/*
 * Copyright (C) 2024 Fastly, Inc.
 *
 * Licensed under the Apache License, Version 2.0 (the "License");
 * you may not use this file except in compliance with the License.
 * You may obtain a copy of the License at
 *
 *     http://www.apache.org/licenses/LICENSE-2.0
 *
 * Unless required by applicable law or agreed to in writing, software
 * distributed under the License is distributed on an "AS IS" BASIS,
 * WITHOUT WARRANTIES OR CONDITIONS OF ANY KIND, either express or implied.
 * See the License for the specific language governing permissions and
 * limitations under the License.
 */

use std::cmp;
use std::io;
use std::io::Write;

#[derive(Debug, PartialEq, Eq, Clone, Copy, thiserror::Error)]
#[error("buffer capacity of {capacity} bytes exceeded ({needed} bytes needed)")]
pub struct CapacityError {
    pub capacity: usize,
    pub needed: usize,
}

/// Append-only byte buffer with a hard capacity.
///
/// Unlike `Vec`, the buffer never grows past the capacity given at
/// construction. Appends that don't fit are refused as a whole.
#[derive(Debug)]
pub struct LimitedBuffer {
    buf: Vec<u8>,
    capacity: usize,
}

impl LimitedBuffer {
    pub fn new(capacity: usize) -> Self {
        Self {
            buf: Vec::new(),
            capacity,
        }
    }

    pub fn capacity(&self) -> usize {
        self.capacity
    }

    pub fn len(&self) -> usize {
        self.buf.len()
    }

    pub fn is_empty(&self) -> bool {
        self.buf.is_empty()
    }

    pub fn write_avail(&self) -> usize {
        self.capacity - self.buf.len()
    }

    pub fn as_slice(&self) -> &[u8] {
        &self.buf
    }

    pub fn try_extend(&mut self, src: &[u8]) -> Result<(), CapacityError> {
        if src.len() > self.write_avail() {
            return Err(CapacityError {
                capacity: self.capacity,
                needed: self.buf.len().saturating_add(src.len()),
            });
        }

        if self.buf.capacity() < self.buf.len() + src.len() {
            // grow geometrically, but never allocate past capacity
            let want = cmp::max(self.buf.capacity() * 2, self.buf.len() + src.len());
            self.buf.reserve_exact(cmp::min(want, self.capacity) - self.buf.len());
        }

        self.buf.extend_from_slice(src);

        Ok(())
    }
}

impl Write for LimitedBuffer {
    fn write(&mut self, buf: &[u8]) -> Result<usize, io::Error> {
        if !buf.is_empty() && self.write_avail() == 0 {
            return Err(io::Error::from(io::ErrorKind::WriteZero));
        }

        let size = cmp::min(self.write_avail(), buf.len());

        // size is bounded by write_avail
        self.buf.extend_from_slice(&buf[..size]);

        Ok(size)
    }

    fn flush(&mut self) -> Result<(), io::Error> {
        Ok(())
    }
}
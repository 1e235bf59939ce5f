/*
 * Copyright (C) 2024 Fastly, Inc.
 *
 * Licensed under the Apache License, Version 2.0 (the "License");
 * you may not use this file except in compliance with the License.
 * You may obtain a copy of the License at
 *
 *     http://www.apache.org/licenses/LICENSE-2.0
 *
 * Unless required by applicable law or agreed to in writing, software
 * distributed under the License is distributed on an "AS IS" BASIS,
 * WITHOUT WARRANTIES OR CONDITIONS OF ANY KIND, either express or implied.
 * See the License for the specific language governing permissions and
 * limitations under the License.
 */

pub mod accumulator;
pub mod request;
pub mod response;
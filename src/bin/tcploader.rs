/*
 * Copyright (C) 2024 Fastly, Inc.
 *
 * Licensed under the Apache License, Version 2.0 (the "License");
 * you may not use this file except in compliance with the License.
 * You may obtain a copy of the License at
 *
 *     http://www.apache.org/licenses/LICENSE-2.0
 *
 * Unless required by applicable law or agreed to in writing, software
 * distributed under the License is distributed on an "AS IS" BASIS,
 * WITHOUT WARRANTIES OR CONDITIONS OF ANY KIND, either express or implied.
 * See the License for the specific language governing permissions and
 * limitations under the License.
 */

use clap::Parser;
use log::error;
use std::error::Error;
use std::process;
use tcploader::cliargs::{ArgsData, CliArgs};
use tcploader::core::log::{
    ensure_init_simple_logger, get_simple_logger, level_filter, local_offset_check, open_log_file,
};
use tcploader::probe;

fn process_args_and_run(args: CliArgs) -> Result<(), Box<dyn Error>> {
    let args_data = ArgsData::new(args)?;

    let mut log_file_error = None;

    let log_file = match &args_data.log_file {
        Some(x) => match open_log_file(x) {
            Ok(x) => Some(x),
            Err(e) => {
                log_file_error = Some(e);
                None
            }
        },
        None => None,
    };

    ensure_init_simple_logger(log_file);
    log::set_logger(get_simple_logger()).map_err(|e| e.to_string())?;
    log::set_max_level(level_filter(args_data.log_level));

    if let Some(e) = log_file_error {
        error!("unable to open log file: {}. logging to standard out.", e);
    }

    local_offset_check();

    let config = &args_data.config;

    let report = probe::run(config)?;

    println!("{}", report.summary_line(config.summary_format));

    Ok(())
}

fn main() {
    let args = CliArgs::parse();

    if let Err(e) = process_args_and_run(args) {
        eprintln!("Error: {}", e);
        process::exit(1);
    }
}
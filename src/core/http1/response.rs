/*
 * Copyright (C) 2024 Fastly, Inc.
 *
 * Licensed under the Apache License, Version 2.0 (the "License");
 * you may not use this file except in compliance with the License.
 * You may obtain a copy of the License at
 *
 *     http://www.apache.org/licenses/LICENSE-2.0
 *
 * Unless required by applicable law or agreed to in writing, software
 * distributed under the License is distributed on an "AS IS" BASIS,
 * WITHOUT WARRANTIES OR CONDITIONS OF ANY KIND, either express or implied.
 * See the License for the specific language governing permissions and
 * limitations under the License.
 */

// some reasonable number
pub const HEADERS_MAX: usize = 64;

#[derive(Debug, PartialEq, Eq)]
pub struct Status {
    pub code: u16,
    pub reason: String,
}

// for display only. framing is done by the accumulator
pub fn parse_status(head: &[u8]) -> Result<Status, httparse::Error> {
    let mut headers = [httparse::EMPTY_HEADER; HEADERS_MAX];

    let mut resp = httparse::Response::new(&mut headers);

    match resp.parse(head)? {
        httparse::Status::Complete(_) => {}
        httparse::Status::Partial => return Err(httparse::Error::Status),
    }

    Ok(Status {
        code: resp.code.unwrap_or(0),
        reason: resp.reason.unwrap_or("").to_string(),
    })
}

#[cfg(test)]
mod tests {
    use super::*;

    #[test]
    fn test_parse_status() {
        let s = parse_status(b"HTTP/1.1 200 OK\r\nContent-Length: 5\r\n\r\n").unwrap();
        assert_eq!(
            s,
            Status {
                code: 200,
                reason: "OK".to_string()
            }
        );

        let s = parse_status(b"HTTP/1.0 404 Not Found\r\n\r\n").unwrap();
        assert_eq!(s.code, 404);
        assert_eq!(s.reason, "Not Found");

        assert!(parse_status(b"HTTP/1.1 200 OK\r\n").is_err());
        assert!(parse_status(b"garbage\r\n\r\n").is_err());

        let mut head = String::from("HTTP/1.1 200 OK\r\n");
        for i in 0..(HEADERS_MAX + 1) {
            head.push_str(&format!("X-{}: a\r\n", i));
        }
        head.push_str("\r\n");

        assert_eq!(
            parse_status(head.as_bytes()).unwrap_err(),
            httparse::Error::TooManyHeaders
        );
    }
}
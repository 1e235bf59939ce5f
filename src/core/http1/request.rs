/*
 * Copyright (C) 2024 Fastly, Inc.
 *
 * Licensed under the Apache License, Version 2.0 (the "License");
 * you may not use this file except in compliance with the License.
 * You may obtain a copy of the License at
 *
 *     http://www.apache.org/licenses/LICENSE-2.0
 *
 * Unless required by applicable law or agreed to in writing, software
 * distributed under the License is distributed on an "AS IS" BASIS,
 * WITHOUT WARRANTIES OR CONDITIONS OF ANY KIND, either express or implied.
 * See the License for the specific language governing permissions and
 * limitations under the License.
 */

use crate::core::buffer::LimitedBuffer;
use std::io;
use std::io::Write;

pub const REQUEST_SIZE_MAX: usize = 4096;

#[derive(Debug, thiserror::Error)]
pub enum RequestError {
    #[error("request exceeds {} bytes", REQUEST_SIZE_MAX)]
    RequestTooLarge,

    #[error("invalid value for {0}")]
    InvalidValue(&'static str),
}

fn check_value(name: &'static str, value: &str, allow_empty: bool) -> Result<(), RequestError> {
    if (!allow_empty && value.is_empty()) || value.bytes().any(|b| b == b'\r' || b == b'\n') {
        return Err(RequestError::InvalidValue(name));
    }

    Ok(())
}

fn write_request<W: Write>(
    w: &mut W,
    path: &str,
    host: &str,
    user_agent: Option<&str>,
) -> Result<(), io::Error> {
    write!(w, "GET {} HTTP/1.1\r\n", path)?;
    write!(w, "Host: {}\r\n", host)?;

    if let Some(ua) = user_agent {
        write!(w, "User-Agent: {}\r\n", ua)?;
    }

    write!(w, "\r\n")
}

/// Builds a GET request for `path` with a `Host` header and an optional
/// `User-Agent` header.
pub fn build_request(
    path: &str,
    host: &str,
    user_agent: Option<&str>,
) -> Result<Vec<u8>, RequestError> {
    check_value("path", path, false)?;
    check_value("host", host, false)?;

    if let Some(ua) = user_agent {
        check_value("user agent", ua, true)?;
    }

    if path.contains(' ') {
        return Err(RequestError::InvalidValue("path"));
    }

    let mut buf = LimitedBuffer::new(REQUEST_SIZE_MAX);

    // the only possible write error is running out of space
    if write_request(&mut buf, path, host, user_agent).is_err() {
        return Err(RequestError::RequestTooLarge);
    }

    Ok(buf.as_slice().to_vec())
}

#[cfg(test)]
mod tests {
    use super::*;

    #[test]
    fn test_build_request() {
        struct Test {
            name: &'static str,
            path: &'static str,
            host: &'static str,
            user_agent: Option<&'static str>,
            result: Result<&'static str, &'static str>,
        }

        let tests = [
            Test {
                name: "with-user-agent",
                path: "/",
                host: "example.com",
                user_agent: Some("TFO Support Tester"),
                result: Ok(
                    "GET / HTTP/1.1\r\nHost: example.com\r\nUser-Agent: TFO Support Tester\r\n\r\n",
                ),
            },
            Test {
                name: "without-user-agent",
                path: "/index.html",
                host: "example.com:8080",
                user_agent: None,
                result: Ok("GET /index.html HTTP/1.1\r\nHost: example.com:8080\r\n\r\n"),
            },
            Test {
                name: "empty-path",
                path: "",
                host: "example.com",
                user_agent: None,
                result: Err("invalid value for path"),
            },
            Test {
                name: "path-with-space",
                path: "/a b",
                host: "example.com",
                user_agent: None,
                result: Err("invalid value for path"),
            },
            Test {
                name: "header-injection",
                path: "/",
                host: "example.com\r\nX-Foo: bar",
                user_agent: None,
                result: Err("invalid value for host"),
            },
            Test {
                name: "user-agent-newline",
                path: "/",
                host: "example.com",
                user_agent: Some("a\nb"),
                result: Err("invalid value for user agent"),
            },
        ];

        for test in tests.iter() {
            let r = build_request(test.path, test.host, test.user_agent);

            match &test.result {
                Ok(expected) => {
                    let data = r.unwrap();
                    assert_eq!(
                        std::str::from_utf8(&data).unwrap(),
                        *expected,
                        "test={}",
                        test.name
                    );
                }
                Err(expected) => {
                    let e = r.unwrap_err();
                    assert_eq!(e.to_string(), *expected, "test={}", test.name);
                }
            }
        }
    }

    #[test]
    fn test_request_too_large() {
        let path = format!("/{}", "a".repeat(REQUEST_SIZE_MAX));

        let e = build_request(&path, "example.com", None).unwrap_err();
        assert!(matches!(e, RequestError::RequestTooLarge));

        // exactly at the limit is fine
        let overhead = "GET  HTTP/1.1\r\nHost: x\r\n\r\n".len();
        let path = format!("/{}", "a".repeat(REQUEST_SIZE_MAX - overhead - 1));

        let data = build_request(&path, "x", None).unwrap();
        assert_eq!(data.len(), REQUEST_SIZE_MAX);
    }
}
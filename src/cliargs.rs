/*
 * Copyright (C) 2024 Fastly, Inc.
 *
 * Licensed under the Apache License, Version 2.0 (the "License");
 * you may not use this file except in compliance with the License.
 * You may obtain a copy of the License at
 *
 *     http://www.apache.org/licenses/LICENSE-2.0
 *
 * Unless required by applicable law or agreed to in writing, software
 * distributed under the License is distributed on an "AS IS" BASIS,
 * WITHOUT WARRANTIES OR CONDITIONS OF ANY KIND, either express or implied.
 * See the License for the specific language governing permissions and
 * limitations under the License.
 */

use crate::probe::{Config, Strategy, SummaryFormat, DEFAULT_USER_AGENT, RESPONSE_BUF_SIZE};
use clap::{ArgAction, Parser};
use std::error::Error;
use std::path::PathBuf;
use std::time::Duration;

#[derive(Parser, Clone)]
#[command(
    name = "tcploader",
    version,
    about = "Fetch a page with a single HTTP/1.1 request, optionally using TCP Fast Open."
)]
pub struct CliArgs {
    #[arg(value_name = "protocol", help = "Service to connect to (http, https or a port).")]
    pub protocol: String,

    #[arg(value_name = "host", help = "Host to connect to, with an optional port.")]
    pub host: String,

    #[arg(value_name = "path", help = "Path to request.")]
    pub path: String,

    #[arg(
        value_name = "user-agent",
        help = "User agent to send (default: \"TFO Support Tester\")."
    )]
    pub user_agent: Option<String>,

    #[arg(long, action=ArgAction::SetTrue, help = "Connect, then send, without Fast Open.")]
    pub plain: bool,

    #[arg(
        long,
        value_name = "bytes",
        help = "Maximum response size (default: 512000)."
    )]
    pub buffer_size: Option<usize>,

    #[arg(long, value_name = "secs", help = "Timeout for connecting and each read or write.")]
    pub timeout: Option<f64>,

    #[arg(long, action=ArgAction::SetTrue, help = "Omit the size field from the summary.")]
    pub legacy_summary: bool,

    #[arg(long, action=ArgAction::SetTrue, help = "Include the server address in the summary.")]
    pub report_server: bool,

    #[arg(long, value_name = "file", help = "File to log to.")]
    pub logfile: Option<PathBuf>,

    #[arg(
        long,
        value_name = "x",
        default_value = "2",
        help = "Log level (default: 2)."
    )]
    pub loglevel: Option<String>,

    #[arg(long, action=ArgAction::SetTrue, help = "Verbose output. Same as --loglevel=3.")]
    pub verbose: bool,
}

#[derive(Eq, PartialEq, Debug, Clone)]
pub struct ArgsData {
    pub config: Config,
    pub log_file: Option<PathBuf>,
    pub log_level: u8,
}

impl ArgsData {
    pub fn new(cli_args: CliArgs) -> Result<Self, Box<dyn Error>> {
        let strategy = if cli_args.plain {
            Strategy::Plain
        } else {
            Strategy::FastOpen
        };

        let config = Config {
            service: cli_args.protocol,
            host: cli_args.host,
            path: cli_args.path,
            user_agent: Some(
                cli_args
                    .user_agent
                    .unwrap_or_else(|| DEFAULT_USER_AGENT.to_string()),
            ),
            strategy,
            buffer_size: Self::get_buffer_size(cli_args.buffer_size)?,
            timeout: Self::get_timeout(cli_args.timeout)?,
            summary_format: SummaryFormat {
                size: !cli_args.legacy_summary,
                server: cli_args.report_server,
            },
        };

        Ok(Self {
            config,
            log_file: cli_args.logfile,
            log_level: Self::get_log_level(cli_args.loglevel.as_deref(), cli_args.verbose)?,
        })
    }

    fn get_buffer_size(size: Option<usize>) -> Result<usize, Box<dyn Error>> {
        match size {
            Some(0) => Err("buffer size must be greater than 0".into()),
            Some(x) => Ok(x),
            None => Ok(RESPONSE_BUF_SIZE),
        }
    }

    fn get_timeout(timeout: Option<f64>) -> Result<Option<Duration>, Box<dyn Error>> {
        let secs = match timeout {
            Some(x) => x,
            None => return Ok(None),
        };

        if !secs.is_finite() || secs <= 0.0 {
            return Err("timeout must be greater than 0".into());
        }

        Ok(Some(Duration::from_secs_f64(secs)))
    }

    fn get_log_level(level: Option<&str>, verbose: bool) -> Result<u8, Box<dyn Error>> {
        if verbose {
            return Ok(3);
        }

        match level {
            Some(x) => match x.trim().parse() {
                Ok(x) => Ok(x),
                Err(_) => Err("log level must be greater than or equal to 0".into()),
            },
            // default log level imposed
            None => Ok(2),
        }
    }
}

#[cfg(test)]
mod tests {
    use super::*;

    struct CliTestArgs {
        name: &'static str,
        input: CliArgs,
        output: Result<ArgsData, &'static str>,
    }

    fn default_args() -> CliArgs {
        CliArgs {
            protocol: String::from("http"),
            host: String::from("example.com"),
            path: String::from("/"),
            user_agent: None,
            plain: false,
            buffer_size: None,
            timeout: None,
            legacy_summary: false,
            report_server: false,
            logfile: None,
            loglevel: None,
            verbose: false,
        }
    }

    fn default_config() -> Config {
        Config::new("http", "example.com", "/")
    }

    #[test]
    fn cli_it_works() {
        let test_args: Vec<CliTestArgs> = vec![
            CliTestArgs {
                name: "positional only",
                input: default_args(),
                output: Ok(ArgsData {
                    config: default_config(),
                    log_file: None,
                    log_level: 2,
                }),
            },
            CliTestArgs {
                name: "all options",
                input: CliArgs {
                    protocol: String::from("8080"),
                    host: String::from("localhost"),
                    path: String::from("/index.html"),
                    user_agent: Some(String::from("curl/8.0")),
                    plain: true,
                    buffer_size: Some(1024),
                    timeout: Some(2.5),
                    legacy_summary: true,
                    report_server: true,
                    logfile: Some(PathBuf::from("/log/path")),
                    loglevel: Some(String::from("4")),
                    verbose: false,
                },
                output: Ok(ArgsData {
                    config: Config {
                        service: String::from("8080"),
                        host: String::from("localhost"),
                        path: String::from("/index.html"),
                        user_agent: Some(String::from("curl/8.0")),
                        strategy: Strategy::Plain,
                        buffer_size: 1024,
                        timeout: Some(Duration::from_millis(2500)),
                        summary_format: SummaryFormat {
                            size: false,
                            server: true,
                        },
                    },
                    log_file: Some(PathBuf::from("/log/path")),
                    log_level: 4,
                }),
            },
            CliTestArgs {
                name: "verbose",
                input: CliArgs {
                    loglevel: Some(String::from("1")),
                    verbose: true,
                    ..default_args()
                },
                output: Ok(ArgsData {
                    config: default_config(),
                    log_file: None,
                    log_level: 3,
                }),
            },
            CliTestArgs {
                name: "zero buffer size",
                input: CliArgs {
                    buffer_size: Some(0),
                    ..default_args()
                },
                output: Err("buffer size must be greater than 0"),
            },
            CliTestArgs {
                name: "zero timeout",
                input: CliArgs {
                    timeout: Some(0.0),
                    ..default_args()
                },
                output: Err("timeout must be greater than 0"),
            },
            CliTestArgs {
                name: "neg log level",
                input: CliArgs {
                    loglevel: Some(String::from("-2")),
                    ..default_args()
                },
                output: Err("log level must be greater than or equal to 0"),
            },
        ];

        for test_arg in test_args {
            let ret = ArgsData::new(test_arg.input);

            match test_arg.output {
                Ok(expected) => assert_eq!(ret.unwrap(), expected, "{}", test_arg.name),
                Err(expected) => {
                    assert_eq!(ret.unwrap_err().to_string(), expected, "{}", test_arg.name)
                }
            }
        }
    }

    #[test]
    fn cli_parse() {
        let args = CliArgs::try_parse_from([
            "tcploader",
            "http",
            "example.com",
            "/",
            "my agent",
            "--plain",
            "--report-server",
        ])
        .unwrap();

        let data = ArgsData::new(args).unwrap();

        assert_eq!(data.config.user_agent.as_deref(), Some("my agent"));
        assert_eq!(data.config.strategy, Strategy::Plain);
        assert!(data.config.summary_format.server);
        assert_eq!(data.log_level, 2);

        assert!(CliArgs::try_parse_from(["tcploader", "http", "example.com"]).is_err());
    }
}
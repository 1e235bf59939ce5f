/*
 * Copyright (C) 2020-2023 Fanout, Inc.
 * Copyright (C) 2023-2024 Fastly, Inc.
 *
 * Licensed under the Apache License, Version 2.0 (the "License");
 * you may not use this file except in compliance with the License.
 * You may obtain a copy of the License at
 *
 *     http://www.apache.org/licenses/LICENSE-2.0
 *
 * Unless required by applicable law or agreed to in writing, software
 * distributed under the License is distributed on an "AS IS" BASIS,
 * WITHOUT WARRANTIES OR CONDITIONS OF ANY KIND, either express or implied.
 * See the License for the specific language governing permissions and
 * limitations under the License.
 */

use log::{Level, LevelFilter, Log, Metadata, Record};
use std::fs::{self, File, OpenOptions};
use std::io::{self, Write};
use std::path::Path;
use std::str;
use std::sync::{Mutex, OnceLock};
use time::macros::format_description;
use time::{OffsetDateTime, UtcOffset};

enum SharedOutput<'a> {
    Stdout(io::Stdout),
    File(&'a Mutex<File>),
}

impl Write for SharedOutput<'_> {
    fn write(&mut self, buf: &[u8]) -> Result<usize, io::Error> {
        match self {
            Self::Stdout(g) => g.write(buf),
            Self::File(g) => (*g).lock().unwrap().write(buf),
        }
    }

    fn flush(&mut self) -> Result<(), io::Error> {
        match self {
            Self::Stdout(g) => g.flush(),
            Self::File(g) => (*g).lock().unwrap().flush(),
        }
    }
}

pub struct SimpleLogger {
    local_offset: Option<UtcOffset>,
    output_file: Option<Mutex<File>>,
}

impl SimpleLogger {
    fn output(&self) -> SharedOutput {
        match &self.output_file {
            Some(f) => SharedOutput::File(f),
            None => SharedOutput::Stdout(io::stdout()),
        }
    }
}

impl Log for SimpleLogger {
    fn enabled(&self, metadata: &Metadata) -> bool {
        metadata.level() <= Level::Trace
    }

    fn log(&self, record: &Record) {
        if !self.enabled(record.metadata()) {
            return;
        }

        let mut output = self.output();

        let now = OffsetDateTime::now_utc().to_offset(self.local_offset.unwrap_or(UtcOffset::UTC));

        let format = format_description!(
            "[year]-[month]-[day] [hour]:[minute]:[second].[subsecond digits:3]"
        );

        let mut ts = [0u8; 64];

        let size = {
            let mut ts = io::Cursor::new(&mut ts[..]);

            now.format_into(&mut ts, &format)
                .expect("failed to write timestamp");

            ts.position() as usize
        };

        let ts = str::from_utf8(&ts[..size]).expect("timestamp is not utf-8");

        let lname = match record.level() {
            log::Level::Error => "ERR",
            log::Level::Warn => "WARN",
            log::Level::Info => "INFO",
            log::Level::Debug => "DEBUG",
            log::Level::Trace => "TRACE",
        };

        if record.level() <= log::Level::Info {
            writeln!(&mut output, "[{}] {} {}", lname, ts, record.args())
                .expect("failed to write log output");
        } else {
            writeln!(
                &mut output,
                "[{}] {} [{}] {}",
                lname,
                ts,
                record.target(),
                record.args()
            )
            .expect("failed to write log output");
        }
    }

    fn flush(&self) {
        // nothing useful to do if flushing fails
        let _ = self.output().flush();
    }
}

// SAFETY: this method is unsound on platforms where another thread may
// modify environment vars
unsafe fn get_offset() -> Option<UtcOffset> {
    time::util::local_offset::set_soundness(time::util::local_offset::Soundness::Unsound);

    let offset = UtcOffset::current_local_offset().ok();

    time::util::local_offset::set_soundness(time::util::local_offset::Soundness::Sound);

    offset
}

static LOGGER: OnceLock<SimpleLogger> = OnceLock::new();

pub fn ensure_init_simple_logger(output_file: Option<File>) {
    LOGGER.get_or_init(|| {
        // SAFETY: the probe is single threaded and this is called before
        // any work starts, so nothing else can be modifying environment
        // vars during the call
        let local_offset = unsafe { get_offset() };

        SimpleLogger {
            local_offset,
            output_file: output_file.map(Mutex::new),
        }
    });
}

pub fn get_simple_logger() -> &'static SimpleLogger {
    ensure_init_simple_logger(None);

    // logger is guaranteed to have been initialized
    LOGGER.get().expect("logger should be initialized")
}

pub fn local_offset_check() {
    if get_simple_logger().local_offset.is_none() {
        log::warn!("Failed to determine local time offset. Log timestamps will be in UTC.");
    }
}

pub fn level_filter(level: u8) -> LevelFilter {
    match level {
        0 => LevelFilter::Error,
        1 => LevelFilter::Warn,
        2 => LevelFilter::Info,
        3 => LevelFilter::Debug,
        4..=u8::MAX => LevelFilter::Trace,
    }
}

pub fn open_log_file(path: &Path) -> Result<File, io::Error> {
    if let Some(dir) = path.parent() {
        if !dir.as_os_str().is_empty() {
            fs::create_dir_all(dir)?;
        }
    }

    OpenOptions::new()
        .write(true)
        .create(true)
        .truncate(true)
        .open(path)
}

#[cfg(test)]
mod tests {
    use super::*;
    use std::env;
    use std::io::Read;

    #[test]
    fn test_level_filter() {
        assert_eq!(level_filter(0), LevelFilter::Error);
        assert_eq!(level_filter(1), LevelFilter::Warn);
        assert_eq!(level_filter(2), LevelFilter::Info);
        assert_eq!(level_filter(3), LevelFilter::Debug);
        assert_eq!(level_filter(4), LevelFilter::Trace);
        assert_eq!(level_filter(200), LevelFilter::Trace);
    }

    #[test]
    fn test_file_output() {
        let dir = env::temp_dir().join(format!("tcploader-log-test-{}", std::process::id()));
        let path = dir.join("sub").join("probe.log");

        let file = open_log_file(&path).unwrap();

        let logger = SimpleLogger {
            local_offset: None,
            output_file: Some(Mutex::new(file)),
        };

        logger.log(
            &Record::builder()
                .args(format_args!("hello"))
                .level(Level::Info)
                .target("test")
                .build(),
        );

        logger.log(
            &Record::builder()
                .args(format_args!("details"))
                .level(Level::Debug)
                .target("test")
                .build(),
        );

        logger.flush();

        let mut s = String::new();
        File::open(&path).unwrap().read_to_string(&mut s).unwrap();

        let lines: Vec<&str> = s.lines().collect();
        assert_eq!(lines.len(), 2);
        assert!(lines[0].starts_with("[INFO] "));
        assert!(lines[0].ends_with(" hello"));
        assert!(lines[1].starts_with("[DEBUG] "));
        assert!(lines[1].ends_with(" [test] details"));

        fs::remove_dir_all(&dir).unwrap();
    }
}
--------------------------------
## About this exercise
Each line above that contains the string "repeat" should be identified and copied.

## Task answer
        let path = format!("/{}", "a".repeat(REQUEST_SIZE_MAX));
        let path = format!("/{}", "a".repeat(REQUEST_SIZE_MAX - overhead - 1));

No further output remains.